What I learned about Toronto from living in Lisbon, Portugal

May 4 2019, 6:30 am

William Koblensky Varela is a career journalist who grew up in Toronto and now lives in Lisbon, Portugal. He specializes in financial and political coverage, and aims to listen more than he speaks. 

Canadians living abroad always get asked the same question: “Why did you leave your beautiful country?”

The illusion that Canada has nothing to learn and everything to teach the rest of the world is an image The Great White North sells quite successfully.

Truthfully, many Canadians, and Torontonians specifically, aren’t actually aware of what makes their country and city so sought after.

Nearly a year and a half ago I left my hometown of Toronto for a place I’d never been to, where I knew no one, and didn’t speak the language.

Lisbon, Portugal is the polar opposite of Toronto in a number of ways — and in no way resembles its neighbourhood of Little Portugal. The city’s calm demeanour and laissez-faire attitude towards regulation would make any downtown elitist blush.

While the city’s improvised streetscape is enough to give most suburbanites a jump.

But beyond this superficial observation is a story about happiness

Toronto is a much more efficient city than its inhabitants realize.

Though there are a lot of reasons to complain about Presto, imagine having to fill out a legal paper-sized form and wait two weeks just for a monthly metro pass, as you do in Lisbon.

That said, Lisbon is a city of 500,000 residents whose metro serves an area half as big as Toronto’s subway.

Not bad for a place smaller than Brampton.

Living in Lisbon, Portugal

Toronto/Shutterstock

While we Canadians complain about overregulation, if you just want to issue an invoice in Portugal, then prepare to spend four hours in an overcrowded government office in order to receive a piece of physical mail five days later.

What has Toronto accomplished with our enviable efficiency and its enormous wealth-creating potential?

We’ve created a hyper-competitive society where everyone’s fighting to be recognized as on-trend, on-brand, and on top.

Torontonians’ unquenchable desire to be recognized as world class, or just better than their high school rivals, has created a highly efficient hamster wheel.

Our expectation for everything to work all the time makes us angry when anything goes wrong.

Efficiency, as it exists in Toronto, makes people miserable.

delay

FunNahh/Reddit

In a country like Portugal where things rarely happen on time or the way they’re supposed to, people don’t get angry because their expectations aren’t particularly high.

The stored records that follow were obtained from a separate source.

//! Dependency extraction for stylesheet and SVG resources
//!
//! Fetched CSS and SVG can pull in further resources (fonts, images,
//! imported sheets). Extraction is regex-based and deliberately permissive:
//! a URL we cannot resolve is skipped, never an error.

use once_cell::sync::Lazy;
use regex::Regex;
use std::collections::HashSet;
use tracing::trace;
use url::Url;

static CSS_URL: Lazy<Regex> =
    Lazy::new(|| Regex::new(r#"url\(\s*['"]?([^'")\s]+)['"]?\s*\)"#).unwrap());
static CSS_IMPORT: Lazy<Regex> =
    Lazy::new(|| Regex::new(r#"@import\s+['"]([^'"]+)['"]"#).unwrap());
static SVG_HREF: Lazy<Regex> =
    Lazy::new(|| Regex::new(r#"(?:xlink:)?href\s*=\s*['"]([^'"]+)['"]"#).unwrap());

/// Raw dependency URLs found in a stylesheet, still relative.
pub fn extract_css_urls(css: &str) -> Vec<String> {
    let mut urls: Vec<String> = CSS_URL
        .captures_iter(css)
        .map(|c| c[1].to_string())
        .collect();
    urls.extend(CSS_IMPORT.captures_iter(css).map(|c| c[1].to_string()));
    urls
}

/// Raw dependency URLs found in an SVG document, still relative.
pub fn extract_svg_urls(svg: &str) -> Vec<String> {
    let mut urls: Vec<String> = SVG_HREF
        .captures_iter(svg)
        .map(|c| c[1].to_string())
        .collect();
    // Inline styles inside SVG use css url() syntax.
    urls.extend(CSS_URL.captures_iter(svg).map(|c| c[1].to_string()));
    urls
}

/// Absolutized, deduplicated dependencies of a fetched resource. Resources
/// that are neither CSS nor SVG have none. Self-references are dropped so
/// recursive resolution cannot cycle.
pub fn resolve_dependencies(resource_url: &str, content_type: &str, body: &[u8]) -> Vec<String> {
    let raw = if is_css(content_type, resource_url) {
        extract_css_urls(&String::from_utf8_lossy(body))
    } else if is_svg(content_type, resource_url) {
        extract_svg_urls(&String::from_utf8_lossy(body))
    } else {
        return Vec::new();
    };

    let base = match Url::parse(resource_url) {
        Ok(base) => base,
        Err(_) => return Vec::new(),
    };

    let mut seen = HashSet::new();
    let mut resolved = Vec::new();
    for candidate in raw {
        if candidate.starts_with("data:") || candidate.starts_with('#') {
            continue;
        }
        let absolute = match base.join(&candidate) {
            Ok(url) => {
                let mut url = url;
                url.set_fragment(None);
                url.to_string()
            }
            Err(_) => {
                trace!(resource = resource_url, %candidate, "unresolvable dependency url");
                continue;
            }
        };
        if absolute == resource_url {
            continue;
        }
        if seen.insert(absolute.clone()) {
            resolved.push(absolute);
        }
    }
    resolved
}

fn is_css(content_type: &str, url: &str) -> bool {
    content_type.contains("text/css") || (content_type.is_empty() && url.ends_with(".css"))
}

fn is_svg(content_type: &str, url: &str) -> bool {
    content_type.contains("image/svg") || (content_type.is_empty() && url.ends_with(".svg"))
}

The Portuguese mentality is one that has been historically steeped in sadness and longing, encapsulated in a word called “Saudade.

The word comes from Portuguese women in the colonial era longing for their husbands who were sent off to war, and later for the Portuguese population longing for a time when they were world conquerors.

But even Lisboetas aren’t as miserable as most Torontonians.  

That’s because Lisboetas, for all their faults, value wine, sunshine, and their culture.

lisbon toronto

Lisbon. (Shutterstock)

Toronto’s culture is focused on money and other people’s opinions.

Multiculturalism isn’t unique to Toronto, but Toronto’s multiculturalism is unique

Surprisingly, Lisbon is just as multicultural as Toronto, and in some instances more so.

There are plenty of cities just as worldly as Toronto and even a small place like Lisbon hosts people from every continent, speaking their native language and practicing their traditional culture.

While this flies in the face of Toronto’s “the most multicultural city in the world” narrative, the opportunity to interact across cultural barriers is shockingly rare in most urban areas.

Toronto is certainly divided along racial and economic lines and those divisions appear to be growing, but immigrants and people of colour to Toronto are more readily considered Canadian than immigrants to Lisbon are considered Portuguese.

If Torontonians value anything about themselves, our unique level of social integration, even compared to a place like New York, ought to be it.

Even if we’re not exactly an equal society.

Being healthy in Toronto is easier than in most places

Having tree-lined streets, healthy ravines and a plethora of parks does wonders for the air quality in Toronto.

Living in Lisbon, Portugal

Lisbon, Portugal/Shutterstock

Lisbon has a national park on one side of the city and an ocean on the other, but the fumes from cars linger in the air far more due the city’s density and climate.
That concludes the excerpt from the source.